Etude élu·es ilage d'illustration boules et batons rose
Sophie Taeuber-Arp, Equilibrium, 1934, huile sur toile, 99,8 × 73,3 cm, Bâle, Kunstmuseum. © akg image / De Agostini Picture Library

Tout élu évolue dans un système relationnel complexe, quelle que soit la délégation qui lui incombe. Chacune d’entre elles s’inscrit dans un jeu d’acteurs types impliquant le maire de la commune, le président de l’établissement public de coopération intercommunale (EPCI), du département ou de la région, les membres de l’exécutif, les représentants de l’opposition, le directeur des affaires culturelles (DAC) et les agents du service placés sous son autorité, la Direction générale des services (DGS), les partenaires institutionnels, les acteurs professionnels et associatifs, les habitants, les réseaux et les organisations auxquels l’élu participe éventuellement…

Mais alors, au-delà de ces points communs, quelle est donc la particularité d’une délégation à la culture au sein des collectivités territoriales ?

L’élu à la culture (n’)a (pas) une place à part

Sans doute, la singularité du milieu artistique et culturel – par la variété de ses métiers, disciplines, esthétiques et conventions, à laquelle s’ajoute la précarité d’un grand nombre de ses acteurs aux aspirations, valeurs de référence et exigences multiples – confère-t-elle à l’élu à la culture sa position originale.
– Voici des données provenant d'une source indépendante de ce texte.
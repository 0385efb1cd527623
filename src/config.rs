//! Configuration files.
//!
//! `sources.toml` names the source groups and where their scores live.
//! `setlist.toml` describes one gig: the parts to build and the sets to play.

use serde::{Deserialize, Serialize};
use std::collections::BTreeMap;
use std::path::{Path, PathBuf};

use crate::error::{Error, Result};
use crate::models::{PartSpec, SetSpec, SetlistOptions, SetlistSpec};
use crate::parse::NamingConvention;
use crate::safety::validate_dir_name;

fn default_setlists_dir() -> PathBuf {
    PathBuf::from("setlists")
}

fn default_sources_dir() -> String {
    "_sources".to_string()
}

fn default_all_dir() -> String {
    "_all".to_string()
}

fn default_ignore_patterns() -> Vec<String> {
    vec!["---".to_string(), "__".to_string(), "node".to_string()]
}

fn default_true() -> bool {
    true
}

fn default_merge_command() -> Vec<String> {
    vec!["python".to_string(), "merge.py".to_string()]
}

fn default_cleanup_suffix() -> String {
    "_temp-toc.pdf".to_string()
}

/// One group of score directories sharing a naming convention.
#[derive(Debug, Clone, PartialEq, Serialize, Deserialize)]
pub struct SourceGroup {
    pub convention: NamingConvention,
    #[serde(default)]
    pub dirs: Vec<PathBuf>,
    /// Song-not-found aborts the run instead of producing a placeholder
    #[serde(default)]
    pub strict: bool,
    /// Allow the two-trumpet part swap for this group
    #[serde(default = "default_true")]
    pub trumpet_swap: bool,
}

#[derive(Debug, Clone, PartialEq, Serialize, Deserialize)]
pub struct MergeConfig {
    /// Program followed by its leading arguments
    #[serde(default = "default_merge_command")]
    pub command: Vec<String>,
    /// Scratch file `<merged><suffix>` removed after each merge
    #[serde(default = "default_cleanup_suffix")]
    pub cleanup_suffix: String,
}

impl Default for MergeConfig {
    fn default() -> Self {
        Self {
            command: default_merge_command(),
            cleanup_suffix: default_cleanup_suffix(),
        }
    }
}

#[derive(Debug, Clone, PartialEq, Serialize, Deserialize)]
pub struct SourcesConfig {
    #[serde(default = "default_setlists_dir")]
    pub setlists_dir: PathBuf,
    #[serde(default = "default_sources_dir")]
    pub sources_dir: String,
    #[serde(default = "default_all_dir")]
    pub all_dir: String,
    #[serde(default = "default_ignore_patterns")]
    pub ignore_patterns: Vec<String>,
    #[serde(default)]
    pub groups: BTreeMap<String, SourceGroup>,
    #[serde(default)]
    pub merge: MergeConfig,
}

impl SourcesConfig {
    pub fn load(path: &Path) -> Result<Self> {
        let mut config: SourcesConfig = read_toml(path)?;
        let base = config_base(path);
        config.setlists_dir = resolve(&base, &config.setlists_dir);
        for group in config.groups.values_mut() {
            group.dirs = group.dirs.iter().map(|d| resolve(&base, d)).collect();
        }
        if config.merge.command.is_empty() {
            return Err(Error::InvalidConfig(format!(
                "merge.command must name a program ({})",
                path.display()
            )));
        }
        for (key, name) in [("sources_dir", &config.sources_dir), ("all_dir", &config.all_dir)] {
            validate_dir_name(name)
                .map_err(|e| Error::InvalidConfig(format!("{}: {} ({})", key, e, path.display())))?;
        }
        if config.sources_dir == config.all_dir {
            return Err(Error::InvalidConfig(format!(
                "sources_dir and all_dir must differ ({})",
                path.display()
            )));
        }
        Ok(config)
    }

    pub fn group(&self, name: &str) -> Result<&SourceGroup> {
        self.groups
            .get(name)
            .ok_or_else(|| Error::UnknownSourceGroup(name.to_string()))
    }

    /// Directory holding one catalog JSON per group.
    pub fn catalogs_dir(&self) -> PathBuf {
        self.setlists_dir.join(&self.sources_dir)
    }

    pub fn catalog_path(&self, group: &str) -> PathBuf {
        self.catalogs_dir().join(format!("{}.json", group))
    }

    pub fn all_songs_dir(&self) -> PathBuf {
        self.setlists_dir.join(&self.all_dir)
    }

    /// Directories no setlist rebuild may remove: the setlists root, the
    /// catalogs and the instrument library.
    pub fn reserved_dirs(&self) -> Vec<PathBuf> {
        vec![self.setlists_dir.clone(), self.catalogs_dir(), self.all_songs_dir()]
    }

    /// Every directory any group scans.
    pub fn source_dirs(&self) -> Vec<&Path> {
        self.groups
            .values()
            .flat_map(|g| g.dirs.iter().map(PathBuf::as_path))
            .collect()
    }
}

/// On-disk shape of `setlist.toml`.
#[derive(Debug, Deserialize)]
struct RawSetlistConfig {
    name: String,
    source: String,
    #[serde(default)]
    options: SetlistOptions,
    #[serde(default)]
    sets: Vec<SetSpec>,
    #[serde(default)]
    parts: Vec<String>,
}

/// A setlist plus the parts it should be built for.
#[derive(Debug, Clone, PartialEq)]
pub struct SetlistConfig {
    pub setlist: SetlistSpec,
    /// Ordered part identifiers: "trumpet 1", "bass", "aux"
    pub parts: Vec<String>,
}

impl SetlistConfig {
    pub fn load(path: &Path) -> Result<Self> {
        let raw: RawSetlistConfig = read_toml(path)?;
        let config = SetlistConfig {
            setlist: SetlistSpec {
                name: raw.name,
                source: raw.source,
                options: raw.options,
                sets: raw.sets,
            },
            parts: raw.parts,
        };
        if config.parts.is_empty() {
            return Err(Error::InvalidConfig(format!(
                "setlist '{}' lists no parts ({})",
                config.setlist.name,
                path.display()
            )));
        }
        if config.setlist.name.trim().is_empty() {
            return Err(Error::InvalidConfig(format!(
                "setlist name is empty ({})",
                path.display()
            )));
        }
        // Both become folder names under setlists_dir
        for name in std::iter::once(&config.setlist.name).chain(&config.parts) {
            validate_dir_name(name).map_err(|e| Error::InvalidConfig(format!("{} ({})", e, path.display())))?;
        }
        Ok(config)
    }

    pub fn part_spec(&self) -> PartSpec {
        PartSpec::from_setlist(&self.parts, &self.setlist)
    }
}

fn read_toml<T: serde::de::DeserializeOwned>(path: &Path) -> Result<T> {
    let contents = std::fs::read_to_string(path).map_err(|source| Error::ConfigRead {
        path: path.to_path_buf(),
        source,
    })?;
    toml::from_str(&contents).map_err(|source| Error::ConfigParse {
        path: path.to_path_buf(),
        source,
    })
}

fn config_base(path: &Path) -> PathBuf {
    path.parent()
        .map(Path::to_path_buf)
        .unwrap_or_else(|| PathBuf::from("."))
}

fn resolve(base: &Path, p: &Path) -> PathBuf {
    if p.is_absolute() {
        p.to_path_buf()
    } else {
        base.join(p)
    }
}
Dans les budgets locaux, ceux des communes surtout – et de plus en plus ceux des intercommunalités –, le poids de la culture constitue un autre facteur déterminant du rôle crucial des adjoints et vice-présidents chargés de ce secteur.
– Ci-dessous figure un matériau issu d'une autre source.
impl<'a> Resolver<'a> {
    pub fn new(catalog: &'a Catalog, versions: EnsembleVersions, options: SetlistOptions) -> Self {
        Self {
            catalog,
            versions,
            options,
            source_group: String::new(),
            strict: false,
            trumpet_swap: true,
        }
    }

    /// Missing songs abort resolution for this source group.
    pub fn strict(mut self, source_group: &str, strict: bool) -> Self {
        self.source_group = source_group.to_string();
        self.strict = strict;
        self
    }

    pub fn trumpet_swap(mut self, enabled: bool) -> Self {
        self.trumpet_swap = enabled;
        self
    }

    fn key_matches(&self, record: &SongRecord, key: &str) -> bool {
        self.options.all_keys || record.key_or_empty() == key
    }

    /// Every catalog record for the requested song, regardless of part.
    pub fn find_all_songs(&self, request: &SongRequest) -> Vec<SongRecord> {
        let wanted = normalize_text(&request.short_name);
        let name_matches = |r: &SongRecord| {
            let name = normalize_text(&r.short_name);
            if request.exact {
                name == wanted
            } else {
                name.contains(&wanted)
            }
        };

        let mut candidates: Vec<&SongRecord> = self
            .catalog
            .songs
            .iter()
            .filter(|r| name_matches(r) && self.key_matches(r, &request.key))
            .collect();

        if candidates.is_empty() && !request.exact {
            candidates = self.catalog.songs.iter().filter(|r| name_matches(r)).collect();
            if !candidates.is_empty() {
                debug!(
                    "No '{}' in key '{}', using {} records in any key",
                    request.short_name,
                    request.key,
                    candidates.len()
                );
            }
        }

        candidates
            .into_iter()
            .filter(|r| self.versions.keeps(r))
            .cloned()
            .collect()
    }

    /// Records of a song whose part label fits the requested part.
    pub fn part_sources_raw(&self, songs: &[SongRecord], part: &PartId, exact: bool) -> Vec<SongRecord> {
        let name = part.name.as_str();
        songs
            .iter()
            .filter(|s| {
                if name.contains("bass") {
                    s.part == name
                } else if name.contains("aux") {
                    AUX_PARTS.iter().any(|p| s.part.contains(p))
                } else if name.contains("keys") {
                    KEYS_PARTS.iter().any(|p| s.part.contains(p))
                } else if exact {
                    s.part == name
                } else {
                    s.part.contains(name)
                }
            })
            .cloned()
            .collect()
    }

    /// Narrow part candidates by chair, then by horn-count preference.
    pub fn part_sources(&self, raw: Vec<SongRecord>, part: &PartId, key: &str) -> Vec<SongRecord> {
        let mut sources: Vec<SongRecord> = if part.chair > 0 {
            raw.iter().filter(|s| s.part_number == part.chair).cloned().collect()
        } else {
            Vec::new()
        };
        if sources.is_empty() {
            sources = raw.into_iter().filter(SongRecord::is_lead_chair).collect();
        }

        if self.options.num_horns == 0 {
            return sources;
        }
        self.prefer_horn_count(sources, key)
    }

    fn prefer_horn_count(&self, sources: Vec<SongRecord>, key: &str) -> Vec<SongRecord> {
        let preferred = self.options.num_horns;

        let mut order: Vec<String> = Vec::new();
        let mut groups: FxHashMap<String, Vec<SongRecord>> = FxHashMap::default();
        for s in sources {
            if !groups.contains_key(&s.short_name) {
                order.push(s.short_name.clone());
            }
            groups.entry(s.short_name.clone()).or_default().push(s);
        }

        let mut selected = Vec::new();
        for name in order {
            let group = groups.remove(&name).unwrap_or_default();
            let keyed = |r: &&SongRecord| self.key_matches(r, key);

            let exact: Vec<&SongRecord> = group
                .iter()
                .filter(keyed)
                .filter(|r| r.num_horns == Some(preferred))
                .collect();
            if !exact.is_empty() {
                selected.extend(exact.into_iter().cloned());
                continue;
            }

            let closest = closest_horn_count(group.iter().filter(keyed).filter_map(|r| r.num_horns), preferred);
            if let Some(count) = closest {
                debug!("{}: no {}-horn chart, using {} horns", name, preferred, count);
                selected.extend(
                    group
                        .iter()
                        .filter(keyed)
                        .filter(|r| r.num_horns == Some(count))
                        .cloned(),
                );
                continue;
            }

            selected.extend(group);
        }
        selected
    }

    /// Resolve every (song, part) slot of a setlist.
    pub fn resolve(&self, setlist: &SetlistSpec, parts: &PartSpec, progress: &ProgressBar) -> Result<Resolution> {
        let part_ids: Vec<PartId> = parts.parts().map(PartId::parse).collect();
        let mut builder = ResolutionBuilder::new(parts.parts());
        let total_slots = parts.slot_count() as u64;
        let mut done = 0u64;

        for (set_index, set) in setlist.sets.iter().enumerate() {
            let set_number = set_index + 1;
            builder.divider(SetDivider {
                set_number,
                name: set.name.clone(),
            });

            let requests: Vec<SongRequest> = set.songs.iter().map(|s| SongRequest::parse(s)).collect();
            let mut songs: Vec<Vec<SongRecord>> = Vec::with_capacity(requests.len());
            for request in &requests {
                let found = self.find_all_songs(request);
                if found.is_empty() {
                    if self.strict {
                        return Err(Error::SongNotFound {
                            title: request.short_name.clone(),
                            source_group: self.source_group.clone(),
                        });
                    }
                    let suggestions = suggest_titles(self.catalog, &request.short_name, 3);
                    if suggestions.is_empty() {
                        warn!("Song not found: {}", request.raw);
                    } else {
                        warn!("Song not found: {} (did you mean: {})", request.raw, suggestions.join(", "));
                    }
                }
                builder.song(&request.short_name, found.clone());
                songs.push(found);
            }

            for part in &part_ids {
                for (song_index, (request, found)) in requests.iter().zip(&songs).enumerate() {
                    let slot = format!("{}.{:02}", set_number, song_index + 1);
                    let raw = self.part_sources_raw(found, part, request.exact);
                    let mut sources = self.part_sources(raw, part, &request.key);

                    if part.is_aux() && sources.len() > 1 {
                        sources.retain(|s| s.part != DRUM_KIT);
                    }

                    if sources.is_empty() {
                        builder.not_found(&part.raw, &request.short_name);
                        if found.is_empty() {
                            builder.placeholder(
                                &part.raw,
                                Placeholder {
                                    file_stem: format!("{}. {} (NOT FOUND)", slot, request.raw),
                                    text: format!("Song not found: {}", request.raw),
                                },
                            );
                        }
                    } else {
                        for source in sources {
                            builder.found(&part.raw, SelectedSong::new(source, &slot));
                        }
                    }
                    progress.inc(1);
                    done += 1;
                    log_progress("resolve", done, total_slots, RESOLVE_LOG_INTERVAL);
                }
            }
        }

        let mut resolution = builder.finish();
        if self.trumpet_swap && !self.options.only_merge && self.versions.is_two_trumpet() {
            info!("Two-trumpet section: swapping trumpet 1 and trumpet 2 on regular tunes");
            resolution.swap_trumpet_parts();
        }
        Ok(resolution)
    }
}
Faut-il pour autant donner du crédit à l’idée que ces délégations occuperaient une place à part dans le système de pouvoir territorial ? À ce sujet, l’élue d’une ville moyenne relativise le particularisme de sa situation avec empathie et réflexivité en affirmant : « Je ne dirai pas que l’adjoint à la culture est moins isolé que l’adjointe au social ou l’adjoint à l’urbanisme. Tout le monde est dans sa délégation. »

Selon une étude antérieure, environ 40 % d’entre eux figuraient parmi les quatre premiers rangs de la hiérarchie municipale, mais une petite minorité seulement se voyait gratifiée du titre de premier adjoint.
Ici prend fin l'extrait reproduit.